AGLIE' - Bertone in Canavese per il ricordo del cardinale Furno
C'era anche il cardinale Tarcisio Bertone, l'ultimo dell'anno nella chiesa di Agliè, per la Messa in ricordo del cardinale canavesano Carlo Furno. In una chiesa gremita di fedeli è toccato proprio al cardinale di Romano Canavese e al vescovo di Ivrea, monsignor Edoardo Cerrato, celebrare la Santa Messa di trigesima per Furno. Presente anche il vescovo di Pinerolo monsignor Piergiorgio Debernardi. Un doveroso atto di vicinanza dell'intero Canavese dal momento che il cardinale, scomparso ai primi di dicembre, è stato sepolto a Roma dopo i funerali in Vaticano. E' stato un personaggio di spicco della chiesa canavesana anche per la fiducia che gli hanno accordato diversi pontefici, spedendolo in missione in tutto il mondo.

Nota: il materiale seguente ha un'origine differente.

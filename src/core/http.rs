//! HTTP endpoint server using Axum

use axum::{
    extract::{Path, Query, Request, State},
    http::StatusCode,
    middleware::Next,
    response::{Json, Response},
    routing::{get, post, put},
    Router,
};
use serde::{Deserialize, Serialize};
use serde_json::{json, Value};
use std::collections::BTreeMap;
use std::sync::Arc;
use std::time::Instant;
use tokio::sync::RwLock;
use tower::ServiceBuilder;
use tower_http::{
    cors::CorsLayer,
    trace::{DefaultMakeSpan, DefaultOnRequest, DefaultOnResponse, TraceLayer},
};
use tracing::{info, warn, Level};

use crate::config::{validate_equity_share, validate_pool, validate_threshold, DashboardConfig};
use crate::core::cache::DataCache;
use crate::core::session::SessionState;
use crate::error::DashboardError;
use crate::metrics::Metrics;
use crate::models::series::Observation;
use crate::models::snapshot::DashboardSnapshot;
use crate::services::{FredProvider, MacroDataProvider, YahooChartProvider};
use crate::signals::engine::{DashboardEngine, EngineParams};

#[derive(Clone)]
pub struct AppState {
    pub health: Arc<RwLock<HealthStatus>>,
    pub metrics: Arc<Metrics>,
    pub start_time: Arc<Instant>,
    pub config: Arc<DashboardConfig>,
    pub engine: Arc<DashboardEngine>,
    pub cache: Arc<DataCache>,
    pub session: Arc<RwLock<SessionState>>,
}

impl AppState {
    /// Wire the engine, an empty session and the given cache together.
    pub fn new(config: DashboardConfig, cache: DataCache, metrics: Arc<Metrics>) -> Self {
        let engine = DashboardEngine::new(
            config.instruments.clone(),
            config.timeframes.clone(),
            config.macro_series.clone(),
        );
        let session = SessionState::new(
            config.instrument_names(),
            config.default_chart_window.clone(),
        );
        Self {
            health: Arc::new(RwLock::new(HealthStatus::default())),
            metrics,
            start_time: Arc::new(Instant::now()),
            config: Arc::new(config),
            engine: Arc::new(engine),
            cache: Arc::new(cache),
            session: Arc::new(RwLock::new(session)),
        }
    }
}

#[derive(Clone, Debug)]
pub struct HealthStatus {
    pub status: String,
}

impl Default for HealthStatus {
    fn default() -> Self {
        Self {
            status: "healthy".to_string(),
        }
    }
}

fn status_for(error: &DashboardError) -> StatusCode {
    match error {
        DashboardError::UnknownInstrument(_) => StatusCode::NOT_FOUND,
        DashboardError::UnknownTimeframe(_)
        | DashboardError::InvalidThreshold { .. }
        | DashboardError::InvalidPool(_)
        | DashboardError::InvalidEquityShare(_) => StatusCode::BAD_REQUEST,
    }
}

fn reject(error: DashboardError) -> StatusCode {
    warn!(error = %error, "Rejected request");
    status_for(&error)
}

pub async fn health_check(State(state): State<AppState>) -> Result<Json<Value>, StatusCode> {
    let health = state.health.read().await;
    let uptime_seconds = state.start_time.elapsed().as_secs();
    Ok(Json(json!({
        "status": health.status,
        "uptime_seconds": uptime_seconds,
        "service": "dca-dashboard",
        "data_loaded": state.cache.is_loaded().await,
    })))
}

pub async fn metrics_handler(State(state): State<AppState>) -> Result<String, StatusCode> {
    state
        .metrics
        .export()
        .map_err(|_| StatusCode::INTERNAL_SERVER_ERROR)
}

/// Middleware to track HTTP request metrics
async fn metrics_middleware(
    State(state): State<AppState>,
    request: Request,
    next: Next,
) -> Response {
    let start = Instant::now();
    let method = request.method().clone();
    let path = request.uri().path().to_string();

    state.metrics.http_requests_in_flight.inc();
    let response = next.run(request).await;
    let status = response.status();
    let duration = start.elapsed();
    state.metrics.http_requests_in_flight.dec();

    state.metrics.http_requests_total.inc();
    state
        .metrics
        .http_request_duration_seconds
        .observe(duration.as_secs_f64());

    if status.is_server_error() {
        tracing::error!(
            method = %method,
            path = %path,
            status = %status,
            duration_ms = duration.as_millis(),
            "HTTP request error"
        );
    }

    response
}

#[derive(Debug, Default, Deserialize)]
struct DashboardQuery {
    threshold_pct: Option<f64>,
    pool_pct: Option<f64>,
    equity_share_pct: Option<f64>,
}

#[derive(Debug, Deserialize)]
struct WeightRequest {
    value: f64,
}

#[derive(Debug, Deserialize)]
struct ChartWindowRequest {
    window: String,
}

#[derive(Debug, Serialize)]
struct WeightsResponse {
    weights: BTreeMap<String, f64>,
    sums_to_100: bool,
}

#[derive(Debug, Serialize)]
struct ChartResponse {
    instrument: String,
    window: String,
    points: Vec<Observation>,
}

/// Full dashboard recomputed from the cached data
async fn get_dashboard(
    State(state): State<AppState>,
    Query(query): Query<DashboardQuery>,
) -> Result<Json<DashboardSnapshot>, StatusCode> {
    let config = &state.config;
    let params = EngineParams {
        threshold_pct: validate_threshold(query.threshold_pct.unwrap_or(config.threshold_pct))
            .map_err(reject)?,
        pool_pct: validate_pool(query.pool_pct.unwrap_or(config.pool_pct)).map_err(reject)?,
        equity_share_pct: validate_equity_share(
            query.equity_share_pct.unwrap_or(config.equity_share_pct),
        )
        .map_err(reject)?,
    };

    let data = state.cache.get().await;
    let mut session = state.session.write().await;
    let snapshot = state.engine.snapshot(&data, &mut session, params);
    Ok(Json(snapshot))
}

/// Chart points for the window selected for this instrument
async fn get_chart(
    State(state): State<AppState>,
    Path(name): Path<String>,
) -> Result<Json<ChartResponse>, StatusCode> {
    if state.config.instrument(&name).is_none() {
        return Err(reject(DashboardError::UnknownInstrument(name)));
    }

    let data = state.cache.get().await;
    let session = state.session.read().await;
    let points = match data.series(&name) {
        Some(series) => {
            let (window, points) = state.engine.chart(series, &session, &name);
            ChartResponse {
                instrument: name.clone(),
                window,
                points: points.to_vec(),
            }
        }
        None => ChartResponse {
            instrument: name.clone(),
            window: session.chart_window(&name).to_string(),
            points: Vec::new(),
        },
    };
    Ok(Json(points))
}

async fn put_chart_window(
    State(state): State<AppState>,
    Path(name): Path<String>,
    Json(request): Json<ChartWindowRequest>,
) -> Result<Json<Value>, StatusCode> {
    let mut session = state.session.write().await;
    session
        .select_chart_window(&name, &request.window, state.engine.timeframes())
        .map_err(reject)?;
    Ok(Json(json!({
        "instrument": name,
        "window": request.window,
    })))
}

async fn put_origin_weight(
    State(state): State<AppState>,
    Path(name): Path<String>,
    Json(request): Json<WeightRequest>,
) -> Result<Json<WeightsResponse>, StatusCode> {
    let mut session = state.session.write().await;
    session
        .set_origin_weight(&name, request.value)
        .map_err(reject)?;
    if session.origin_drift() {
        warn!(instrument = %name, "Origin weights no longer sum to 100%");
    }
    Ok(Json(WeightsResponse {
        weights: session.origin_weights().clone(),
        sums_to_100: !session.origin_drift(),
    }))
}

async fn reset_origin_weights(State(state): State<AppState>) -> Json<WeightsResponse> {
    let mut session = state.session.write().await;
    session.reset_origin_weights();
    Json(WeightsResponse {
        weights: session.origin_weights().clone(),
        sums_to_100: !session.origin_drift(),
    })
}

async fn put_recommendation(
    State(state): State<AppState>,
    Path(name): Path<String>,
    Json(request): Json<WeightRequest>,
) -> Result<Json<WeightsResponse>, StatusCode> {
    let data = state.cache.get().await;
    let mut session = state.session.write().await;
    if !session.recommendations_edited() {
        // Edit the current score-driven split, not a stale one
        let threshold_pct = session.threshold_pct().unwrap_or(state.config.threshold_pct);
        state.engine.recommend(&data, &mut session, threshold_pct);
    }
    let weights = session
        .edit_recommendation(&name, request.value)
        .map_err(reject)?
        .clone();
    Ok(Json(WeightsResponse {
        sums_to_100: !crate::signals::allocation::drifts_from_full_pool(&weights),
        weights,
    }))
}

async fn reset_recommendations(State(state): State<AppState>) -> StatusCode {
    state.session.write().await.clear_recommendation_edits();
    StatusCode::NO_CONTENT
}

/// Reload prices and macro data from the providers
async fn refresh_data(State(state): State<AppState>) -> Json<Value> {
    let data = state.cache.refresh().await;
    state.session.write().await.clear_recommendation_edits();
    let with_data = data.prices.values().filter(|s| !s.is_empty()).count();
    info!(with_data = with_data, "Data refreshed on request");
    Json(json!({
        "loaded_at": data.loaded_at,
        "instruments": data.prices.len(),
        "instruments_with_data": with_data,
        "macro_enabled": data.macro_enabled,
    }))
}

pub fn create_router(state: AppState) -> Router {
    Router::new()
        .route("/health", get(health_check))
        .route("/metrics", get(metrics_handler))
        .route("/api/dashboard", get(get_dashboard))
        .route("/api/instruments/{name}/chart", get(get_chart))
        .route("/api/instruments/{name}/chart-window", put(put_chart_window))
        .route("/api/origin-weights/reset", post(reset_origin_weights))
        .route("/api/origin-weights/{name}", put(put_origin_weight))
        .route("/api/recommendations/reset", post(reset_recommendations))
        .route("/api/recommendations/{name}", put(put_recommendation))
        .route("/api/refresh", post(refresh_data))
        .layer(
            ServiceBuilder::new()
                .layer(
                    TraceLayer::new_for_http()
                        .make_span_with(DefaultMakeSpan::new().level(Level::DEBUG))
                        .on_request(DefaultOnRequest::new().level(Level::DEBUG))
                        .on_response(DefaultOnResponse::new().level(Level::DEBUG)),
                )
                .layer(axum::middleware::from_fn_with_state(
                    state.clone(),
                    metrics_middleware,
                ))
                .layer(CorsLayer::permissive()),
        )
        .with_state(state)
}

/// Build the production state: Yahoo prices and, when a key is configured, FRED macro data.
pub fn build_state(config: DashboardConfig) -> Result<AppState, Box<dyn std::error::Error>> {
    let metrics = Arc::new(Metrics::new()?);
    let market = Arc::new(YahooChartProvider::new(config.yahoo_base_url.clone())?);
    let macro_provider =
        FredProvider::from_key(config.fred_base_url.clone(), config.fred_api_key.clone())?
            .map(|p| Arc::new(p) as Arc<dyn MacroDataProvider>);
    if macro_provider.is_none() {
        warn!("FRED_API_KEY missing, macro indicators disabled");
    }

    let cache = DataCache::new(
        market,
        macro_provider,
        config.instruments.clone(),
        config.macro_series.clone(),
        config.timeframes.fetch_range_days(),
    )
    .with_metrics(metrics.clone());

    Ok(AppState::new(config, cache, metrics))
}

pub async fn start_server(config: DashboardConfig) -> Result<(), Box<dyn std::error::Error>> {
    let port = config.port;
    let state = build_state(config)?;
    let app = create_router(state);
    let listener = tokio::net::TcpListener::bind(format!("0.0.0.0:{}", port)).await?;

    info!(port = port, "HTTP server listening on port {}", port);
    info!(
        "Dashboard available at http://0.0.0.0:{}/api/dashboard",
        port
    );
    axum::serve(listener, app).await?;

    Ok(())
}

In prima fila, insieme ai famigliari di Furno e ai rappresentanti dell'Arma dei carabinieri, numerosi sindaci, compresi i primi cittadini di Agliè e Bairo.
 
Il Cardinale Carlo Furno, Gran Maestro emerito dell'Ordine Equestre del Santo Sepolcro di Gerusalemme, era nato a Bairo il 2 dicembre 1921 ed era cresciuto ad Aglié. Suo padre si chiamava Giuseppe e sua madre Maria Bardesono. Ha frequentato le scuole elementari di Aglié, il ginnasio nel Collegio Vescovile di Ivrea. Nel 1938 ha iniziato gli studi di filosofia e proseguito quelli di teologia nel Seminario Vescovile di Ivrea, terminando la sua formazione sacerdotale con l'ordinazione presbiterale avvenuta il 25 giugno 1944, in piena guerra.
 
Ha svolto il suo apostolato nella diocesi come vice parroco di Ozegna per tre anni. Nel 1953 è stato inviato in Colombia passando poi, dopo quattro anni, in Ecuador, quindi dopo tre anni alla Delegazione Apostolica di Gerusalemme. Nel settembre 1962 ha preso servizio presso la Segreteria di Stato, nell'allora Prima Sezione, dove ha lavorato per undici anni, insegnando nel contempo stile diplomatico alla Pontificia Accademia Ecclesiastica dal 1966 al 1973. Il 1° agosto 1973 Papa Paolo VI lo ha nominato Arcivescovo titolare di Abari e Nunzio Apostolico in Perù. Ha ricevuto l'ordinazione episcopale in Aglié il 16 settembre dello stesso anno. 
 
Il 25 novembre 1978 Giovanni Paolo II, da poco eletto Successore di Pietro, lo ha trasferito come Nunzio Apostolico in Libano, in una terra duramente provata dalla guerra. Il 21 agosto 1982 è stato nominato Nunzio Apostolico in Brasile, dove è rimasto circa dieci anni fino a quando, il 15 aprile 1992, è stato richiamato a Roma come Nunzio Apostolico in Italia, incarico mantenuto fino al novembre del 1994. Al funerale, in Vaticano, ha partecipato anche Papa Bergoglio.